**Work instruction:**
Repeat all the records, precisely as given.

**Supplied material:**
============================================================

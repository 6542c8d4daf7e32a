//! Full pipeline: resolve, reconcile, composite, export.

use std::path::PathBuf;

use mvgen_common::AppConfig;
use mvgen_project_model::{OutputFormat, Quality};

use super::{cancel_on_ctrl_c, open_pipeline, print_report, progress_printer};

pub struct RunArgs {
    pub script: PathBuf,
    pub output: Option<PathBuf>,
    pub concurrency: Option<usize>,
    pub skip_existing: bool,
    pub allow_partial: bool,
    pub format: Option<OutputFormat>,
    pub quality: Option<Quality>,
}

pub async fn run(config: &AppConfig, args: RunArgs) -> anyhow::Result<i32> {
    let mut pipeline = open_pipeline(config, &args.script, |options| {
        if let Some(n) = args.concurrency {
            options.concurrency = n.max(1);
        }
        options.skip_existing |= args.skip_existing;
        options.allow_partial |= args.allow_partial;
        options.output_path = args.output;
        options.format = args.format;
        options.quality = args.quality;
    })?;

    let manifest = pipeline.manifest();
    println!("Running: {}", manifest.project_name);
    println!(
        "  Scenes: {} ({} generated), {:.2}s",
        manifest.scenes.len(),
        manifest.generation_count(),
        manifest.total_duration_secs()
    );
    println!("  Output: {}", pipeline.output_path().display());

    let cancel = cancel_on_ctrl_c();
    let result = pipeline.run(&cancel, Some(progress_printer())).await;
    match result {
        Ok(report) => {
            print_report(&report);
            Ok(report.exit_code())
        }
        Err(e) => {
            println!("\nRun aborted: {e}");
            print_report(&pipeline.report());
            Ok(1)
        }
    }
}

============================================================

**Result of the exercise:**
repository 6542c8d4daf7e32a
//! Full pipeline: resolve, reconcile, composite, export.

use std::path::PathBuf;

use mvgen_common::AppConfig;
use mvgen_project_model::{OutputFormat, Quality};

use super::{cancel_on_ctrl_c, open_pipeline, print_report, progress_printer};

pub struct RunArgs {
    pub script: PathBuf,
    pub output: Option<PathBuf>,
    pub concurrency: Option<usize>,
    pub skip_existing: bool,
    pub allow_partial: bool,
    pub format: Option<OutputFormat>,
    pub quality: Option<Quality>,
}

pub async fn run(config: &AppConfig, args: RunArgs) -> anyhow::Result<i32> {
    let mut pipeline = open_pipeline(config, &args.script, |options| {
        if let Some(n) = args.concurrency {
            options.concurrency = n.max(1);
        }
        options.skip_existing |= args.skip_existing;
        options.allow_partial |= args.allow_partial;
        options.output_path = args.output;
        options.format = args.format;
        options.quality = args.quality;
    })?;

    let manifest = pipeline.manifest();
    println!("Running: {}", manifest.project_name);
    println!(
        "  Scenes: {} ({} generated), {:.2}s",
        manifest.scenes.len(),
        manifest.generation_count(),
        manifest.total_duration_secs()
    );
    println!("  Output: {}", pipeline.output_path().display());

    let cancel = cancel_on_ctrl_c();
    let result = pipeline.run(&cancel, Some(progress_printer())).await;
    match result {
        Ok(report) => {
            print_report(&report);
            Ok(report.exit_code())
        }
        Err(e) => {
            println!("\nRun aborted: {e}");
            print_report(&pipeline.report());
            Ok(1)
        }
    }
}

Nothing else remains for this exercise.